Perhaps the biggest challenge for today’s consumer is to find providers with high-quality products that also manage high-quality consumer privacy safeguards in today’s cloud-driven world. That is the new standard for every company that seeks to do business while operating in the cloud. Building and maintaining a highly trust-worthy organization is key to maintaining a highly-satisfied consumer base.  

Unfortunately, too many companies let their data security practices lapse and without comprehensive programs they lose the good faith of their customers. This oversight risks losing the company several forms of currency – financial and consumer trust.

Fortunately, every company with strong risk management, compliance, and controls can avoid those consequences, let’s review how. 

Why Does Cloud Risk Involve Trust? 

The irony is that safely building trust in the cloud security universe requires you to be both trustworthy and to trust no one yourself

As a leader, you need your workforce, colleagues, and the customer to trust you. They need to know that at the executive level your organization has thought things through and puts your data security at top priority. Meaning, you’ve done your research, and that your decisions protect not only your org, but the customer’s best interest as well. Customers rely on your company’s products, technology and operations to be safe, appropriate and, at a bare minimum, comply with industry and legal standards, if not exceed them. Everyone expects you to behave in a way that enhances their trust in you, from the choices you make to the directives you design. 

At the same time – and here’s where it gets challenging – you need to be very careful about who you trust. Delegating authority to unknown or even known entities, can lead to disaster. 

As the person in charge of security at your company, you must both display trustworthy attributes while distrusting (almost) everyone and everything around you. We know, it’s a tall order.

Blind Faith = Cloud Risk  

The ‘trust conundrum’ arises from the disparity between the old-style cultural notion of trust and the reality of today’s booming e-markets and cloud-dominated industries. 

The old style presumes that someone/something is implicitly trustworthy until they prove that they are not. Legacy data security programming is based on this presumption. 

The new style presumes that nothing and no one is trustworthy until proven otherwise. Today’s safest data security systems assume that everyone and everything is a threat until demonstrably proven safe. 

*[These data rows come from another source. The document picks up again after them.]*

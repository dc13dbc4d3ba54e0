//! The path sandbox contract (§6, §3 "Virtual path").
//!
//! The virtual-path to local-path mapping is an injected path-resolver
//! collaborator, not logic this crate owns. This module defines that
//! contract ([`Filesystem`]) plus the small value types ([`VirtualPath`],
//! [`DirEntry`], [`FileMeta`]) the protocol engine exchanges with it.
//! `xbdm-server::sandbox` provides the one concrete, traversal-protected
//! implementation over a local directory tree.

use std::fmt;
use std::io::{self, Read, Write};

use crate::filetime::FileTime;

/// An XBDM virtual path, e.g. `E:\a.bin` or `\Device\Harddisk0\Partition1\a.bin`.
/// Kept as an opaque wrapper (rather than a bare `String`) so call sites can't
/// accidentally pass an already-resolved local path where a virtual one is
/// expected.
#[derive(Debug, Clone, PartialEq, Eq, Hash)]
pub struct VirtualPath(String);

impl VirtualPath {
    pub fn new(raw: impl Into<String>) -> Self {
        Self(raw.into())
    }

    pub fn as_str(&self) -> &str {
        &self.0
    }

    /// The path's components, split on `\`, with empty components (from a
    /// leading separator or repeated separators) dropped.
    pub fn components(&self) -> impl Iterator<Item = &str> {
        self.0.split('\\').filter(|c| !c.is_empty())
    }
}

impl fmt::Display for VirtualPath {
    fn fmt(&self, f: &mut fmt::Formatter<'_>) -> fmt::Result {
        f.write_str(&self.0)
    }
}

#[derive(Debug, Clone, Copy, PartialEq, Eq)]
pub struct FileMeta {
    pub size: u64,
    pub created: FileTime,
    pub modified: FileTime,
    pub is_directory: bool,
}

#[derive(Debug, Clone, PartialEq, Eq)]
pub struct DirEntry {
    pub name: String,
    pub meta: FileMeta,
}

#[derive(Debug, thiserror::Error)]
pub enum FsError {
    #[error("path not found: {0}")]
    NotFound(String),
    #[error("path escapes sandbox root: {0}")]
    Traversal(String),
    #[error("io error: {0}")]
    Io(#[from] io::Error),
}

/// An open, in-progress write target. Receive-mode sinks (§3 "Lifecycles",
/// §5 "Resource discipline") are guaranteed-closed on every exit path; the
/// session calls [`OpenSink::finish`] on success and simply drops the sink
/// (closing the underlying file) on error or cancellation.
pub trait OpenSink: Write + Send {
    /// Flushes and closes the sink. Consumes `self` so a caller cannot
    /// accidentally write after finishing.
    fn finish(self: Box<Self>) -> io::Result<()>;
}

/// The injected path-resolver/filesystem contract the protocol engine
/// consumes (§6). Implementations must be `Send + Sync`: §5 requires the
/// sandbox to be usable concurrently across sessions, serializing only
/// directory creation.
pub trait Filesystem: Send + Sync {
    fn stat(&self, path: &VirtualPath) -> Result<FileMeta, FsError>;
    fn list_dir(&self, path: &VirtualPath) -> Result<Vec<DirEntry>, FsError>;
    fn open_read(&self, path: &VirtualPath) -> Result<Box<dyn Read + Send>, FsError>;
    fn create_write(&self, path: &VirtualPath) -> Result<Box<dyn OpenSink>, FsError>;
    fn mkdir(&self, path: &VirtualPath) -> Result<(), FsError>;
    fn remove(&self, path: &VirtualPath) -> Result<(), FsError>;
    fn remove_tree(&self, path: &VirtualPath) -> Result<(), FsError>;
    fn rename(&self, from: &VirtualPath, to: &VirtualPath) -> Result<(), FsError>;
}
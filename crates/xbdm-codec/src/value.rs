//! The typed parameter value codec.
//!
//! Parsing infers a [`Parameter`] variant from a raw token's prefix; encoding
//! is the exact inverse, including the "no leading zero-pad except the
//! all-zero case" rule for `DWORD`/`QWORD`.

use nom::{
    branch::alt,
    bytes::complete::tag_no_case,
    character::complete::{digit1, hex_digit1},
    combinator::{all_consuming, map_res, opt, recognize},
    sequence::{pair, preceded},
    IResult,
};
use xbdm_types::Parameter;

use crate::error::ValueError;

fn dword(input: &str) -> IResult<&str, u32> {
    preceded(
        tag_no_case("0x"),
        map_res(hex_digit1, |digits: &str| u32::from_str_radix(digits, 16)),
    )(input)
}

fn qword(input: &str) -> IResult<&str, u64> {
    preceded(
        tag_no_case("0q"),
        map_res(hex_digit1, |digits: &str| u64::from_str_radix(digits, 16)),
    )(input)
}

fn signed_integer(input: &str) -> IResult<&str, i64> {
    map_res(recognize(pair(opt(tag_no_case("-")), digit1)), |s: &str| {
        s.parse::<i64>()
    })(input)
}

fn quoted_string(raw: &str) -> Option<&str> {
    let inner = raw.strip_prefix('"')?.strip_suffix('"')?;
    if inner.contains('"') {
        None
    } else {
        Some(inner)
    }
}

/// Infers a [`Parameter`] from a token's wire form. Anything that doesn't
/// match a typed prefix becomes a bare
/// `STRING`, which can never fail — so this only errors when a token *looks*
/// like a typed prefix but doesn't parse (e.g. `0xZZ`, an empty `""` quote
/// with no closing mark).
pub fn parse_value(raw: &str) -> Result<Parameter, ValueError> {
    if raw.len() >= 2 && raw[..2].eq_ignore_ascii_case("0x") {
        return all_consuming(dword)(raw)
            .map(|(_, v)| Parameter::Dword(v))
            .map_err(|_| ValueError::Malformed { kind: "DWORD", raw: raw.to_string() });
    }
    if raw.len() >= 2 && raw[..2].eq_ignore_ascii_case("0q") {
        return all_consuming(qword)(raw)
            .map(|(_, v)| Parameter::Qword(v))
            .map_err(|_| ValueError::Malformed { kind: "QWORD", raw: raw.to_string() });
    }
    if raw.starts_with('"') {
        return quoted_string(raw)
            .map(|s| Parameter::QuotedString(s.to_string()))
            .ok_or_else(|| ValueError::Malformed {
                kind: "QUOTED_STRING",
                raw: raw.to_string(),
            });
    }
    if let Ok((_, v)) = all_consuming(alt((signed_integer,)))(raw) {
        return Ok(Parameter::Integer(v));
    }
    Ok(Parameter::String(raw.to_string()))
}

/// Serializes a [`Parameter`] back to its wire form; the exact inverse of
/// [`parse_value`] for every variant it can produce.
pub fn encode_value(value: &Parameter) -> String {
    match value {
        Parameter::Integer(v) => v.to_string(),
        Parameter::Dword(v) => format!("0x{:X}", v),
        Parameter::Qword(v) => format!("0q{:X}", v),
        Parameter::String(s) => s.clone(),
        Parameter::QuotedString(s) => format!("\"{s}\""),
    }
}
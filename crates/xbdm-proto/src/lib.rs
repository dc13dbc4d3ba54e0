#![deny(missing_debug_implementations)]

//! The session state machine and verb dispatcher that sit between the wire
//! codec (`xbdm-codec`) and the two peers (`xbdm-server`, `xbdm-client`).
//!
//! [`session::Session`] owns one connection's framer and receive-mode state;
//! [`dispatch::Dispatcher`] maps a command verb to a handler; [`reply::ReplyPlan`]
//! is what a handler hands back for the session to turn into wire bytes.

pub mod dispatch;
pub mod error;
pub mod handlers;
pub mod reply;
pub mod session;

pub use dispatch::{Dispatcher, Handler, Services};
pub use error::{HandlerError, SessionError};
pub use reply::{ReceiveKind, ReplyPlan};
pub use session::Session;
#![deny(missing_debug_implementations)]

//! The XBDM client peer: a synchronous, one-connection-per-operation façade
//! over `xbdm-codec`'s framer and message codec.

pub mod client;
pub mod error;

pub use client::Client;
pub use error::ClientError;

Trust is the New Cloud Vulnerability

Security-wise, too many enterprises have lunged ill-prepared into the cloud computing universe. While earnestly seeking the benefits and glories of cloud computing, they simply adapted their on-prem security practices to fit their cloud presence without understanding the pool of risks the cloud introduces, including:

Your attack surface has grown

The cloud distributes resources, Identities and data so widely that it has become a very porous environment. This makes it difficult and costly to control traffic and data. Plus, an even more contemporary point, cloud computing facilitates remote workforces. Each Identity, app, and resource within that workforce now all face the threats posed in that new environment. Every home office operating within the cloud is now vulnerable to attacks entering through unprotected emails, insecure devices and computers, and gaps in local and community networks.

Third-Party Risks

Hastily approved new third-party vendors, also pose challenges if their services and systems aren’t adequately protected. Their security posture is now your security posture. Your data sits in their cloud, what are they doing to protect it? Have they implemented a cloud security program or are they using outdated and ineffective security controls?

Cloud-Native Software

Utilizing cloud-native software also exposes your organization to risk. Many organizations adapt their on-prem applications to work within a cloud platform without making them truly cloud-native. Without the full orchestration of cloud-based function, performance, and security, the apps are left vulnerable to cloud-specific threats, such as misconfigurations of Identities, data sprawl, lack of visibility, lack of effective security controls and needless bureaucracy which greatly reduces everything from mean-time-to identification (MTTI) to the resolution. 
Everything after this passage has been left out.